• Exercise goal:
Repeat exactly the lines of the entries below from the one with "this entry selects." through the one with "filter was created.", both ends included, and nothing else.

• Input for this task:
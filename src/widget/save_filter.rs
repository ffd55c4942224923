//! Save-filter form.
//!
//! The form snapshots the applied custom query into a [`SavedFilter`] draft.
//! An empty name is an inline validation error rather than an `Err`; store
//! failures come back as [`SavedFilterError`].

use crate::model::{
    make_time_range_label, SavedFilter, SavedFilterError, SavedFilterQuery, TimeFilter,
};
use crate::source::SavedFilterStore;
use crate::state::{LogsState, QueryMode};
use tracing::{info, warn};

/// Inline message shown for an empty name.
pub const EMPTY_NAME_MESSAGE: &str = "Name cannot be empty";

/// Which window, if any, is stored with the filter.
#[derive(Debug, Clone, Copy, PartialEq, Eq)]
pub enum TimeRangeChoice {
    /// No window.
    None,
    /// The explore view's current window.
    Current,
    /// The window already stored with the filter being edited.
    Selected,
}

/// One entry of the time-range dropdown.
#[derive(Debug, Clone, PartialEq, Eq)]
pub struct TimeRangeOption {
    /// Choice this entry selects.
    pub choice: TimeRangeChoice,
    /// Display label.
    pub label: String,
}

/// Result of [`SaveFilterForm::submit`].
#[derive(Debug, Clone, PartialEq, Eq)]
pub enum SubmitOutcome {
    /// Validation failed; nothing was sent to the store.
    Rejected,
    /// A new filter was created.
    Created(SavedFilter),
    /// An existing filter was updated.
    Updated(SavedFilter),
}

/// Draft of a saved filter plus form state.
#[derive(Debug, Clone, PartialEq, Eq)]
pub struct SaveFilterForm {
    /// The filter that will be sent.
    pub draft: SavedFilter,
    /// Whether this form creates rather than edits.
    pub is_new: bool,
    /// Name validation failed.
    pub is_error: bool,
    /// Dropdown entries.
    pub time_range_options: Vec<TimeRangeOption>,
    /// Current dropdown choice.
    pub selected_time_range: TimeRangeChoice,
    dirty: bool,
    current_window: TimeFilter,
    stored_window: Option<TimeFilter>,
}

impl SaveFilterForm {
    /// Build the form for the current custom query.
    ///
    /// Edits the saved filter named by `custom_query.saved_filter_id` when it
    /// is in `saved`, otherwise starts a new one. Returns `None` until a
    /// custom query has been applied.
    pub fn prepare(
        state: &LogsState,
        stream: &str,
        user_id: &str,
        saved: &[SavedFilter],
    ) -> Option<Self> {
        let query = &state.custom_query;
        let mode = query.active_mode?;
        let range = &state.time_range;
        let current_window = TimeFilter {
            from: range.start_time,
            to: range.end_time,
        };

        let existing = query
            .saved_filter_id
            .as_deref()
            .and_then(|id| saved.iter().find(|f| f.filter_id.as_deref() == Some(id)));

        let mut options = vec![
            TimeRangeOption {
                choice: TimeRangeChoice::None,
                label: "Time range not included".to_string(),
            },
            TimeRangeOption {
                choice: TimeRangeChoice::Current,
                label: format!(
                    "Current - {}",
                    make_time_range_label(current_window.from, current_window.to)
                ),
            },
        ];

        let (draft, is_new) = match existing {
            Some(filter) => (filter.clone(), false),
            None => {
                let payload = match mode {
                    QueryMode::Sql => SavedFilterQuery::Sql {
                        filter_query: query.raw_query.clone(),
                    },
                    QueryMode::Filters => SavedFilterQuery::Builder {
                        filter_builder: query.raw_query.clone(),
                    },
                };
                let draft = SavedFilter {
                    filter_id: None,
                    version: None,
                    stream_name: stream.to_string(),
                    filter_name: String::new(),
                    user_id: user_id.to_string(),
                    query: payload,
                    time_filter: None,
                };
                (draft, true)
            }
        };

        let stored_window = draft.time_filter;
        if let Some(window) = stored_window {
            options.push(TimeRangeOption {
                choice: TimeRangeChoice::Selected,
                label: format!("Stored - {}", make_time_range_label(window.from, window.to)),
            });
        }
        let selected_time_range = if stored_window.is_some() {
            TimeRangeChoice::Selected
        } else {
            TimeRangeChoice::None
        };

        Some(Self {
            draft,
            is_new,
            is_error: false,
            time_range_options: options,
            selected_time_range,
            dirty: false,
            current_window,
            stored_window,
        })
    }

    /// Update the name and re-validate it.
    pub fn set_name(&mut self, name: impl Into<String>) {
        self.dirty = true;
        self.draft.filter_name = name.into();
        self.is_error = self.draft.filter_name.trim().is_empty();
    }

    /// Pick which window to store. `Selected` falls back to `None` when the
    /// filter has no stored window.
    pub fn select_time_range(&mut self, choice: TimeRangeChoice) {
        self.dirty = true;
        let (choice, window) = match choice {
            TimeRangeChoice::None => (TimeRangeChoice::None, None),
            TimeRangeChoice::Current => (TimeRangeChoice::Current, Some(self.current_window)),
            TimeRangeChoice::Selected => match self.stored_window {
                Some(window) => (TimeRangeChoice::Selected, Some(window)),
                None => (TimeRangeChoice::None, None),
            },
        };
        self.selected_time_range = choice;
        self.draft.time_filter = window;
    }

    /// Inline message, shown only once the user has touched the form.
    pub fn error_message(&self) -> Option<&'static str> {
        (self.dirty && self.is_error).then_some(EMPTY_NAME_MESSAGE)
    }

    /// Form title.
    pub fn title(&self) -> &'static str {
        if self.is_new {
            "Save Filters"
        } else {
            "Update Filters"
        }
    }

    /// The filter as it would be submitted.
    pub fn to_saved_filter(&self) -> SavedFilter {
        self.draft.clone()
    }

    /// Validate and send the draft.
    ///
    /// Updates only when id, version and owner are all present; everything
    /// else is created, without id or version.
    ///
    /// # Errors
    ///
    /// Returns the store's [`SavedFilterError`] unchanged.
    pub fn submit(
        &mut self,
        store: &mut dyn SavedFilterStore,
    ) -> Result<SubmitOutcome, SavedFilterError> {
        if self.draft.filter_name.trim().is_empty() {
            self.dirty = true;
            self.is_error = true;
            return Ok(SubmitOutcome::Rejected);
        }

        let filter = self.to_saved_filter();
        let result = if filter.is_persisted() {
            store.update(filter).map(SubmitOutcome::Updated)
        } else {
            store
                .create(SavedFilter {
                    filter_id: None,
                    version: None,
                    ..filter
                })
                .map(SubmitOutcome::Created)
        };

        match &result {
            Ok(_) => info!(
                stream = %self.draft.stream_name,
                name = %self.draft.filter_name,
                "Saved filter stored"
            ),
            Err(e) => warn!(error = %e, "Saved filter submit failed"),
        }
        result
    }
}

#[cfg(test)]
#[path = "save_filter_tests.rs"]
mod tests;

• Answer area:
    /// Choice this entry selects.
    pub choice: TimeRangeChoice,
    /// Display label.
    pub label: String,
}

/// Result of [`SaveFilterForm::submit`].
#[derive(Debug, Clone, PartialEq, Eq)]
pub enum SubmitOutcome {
    /// Validation failed; nothing was sent to the store.
    Rejected,
    /// A new filter was created.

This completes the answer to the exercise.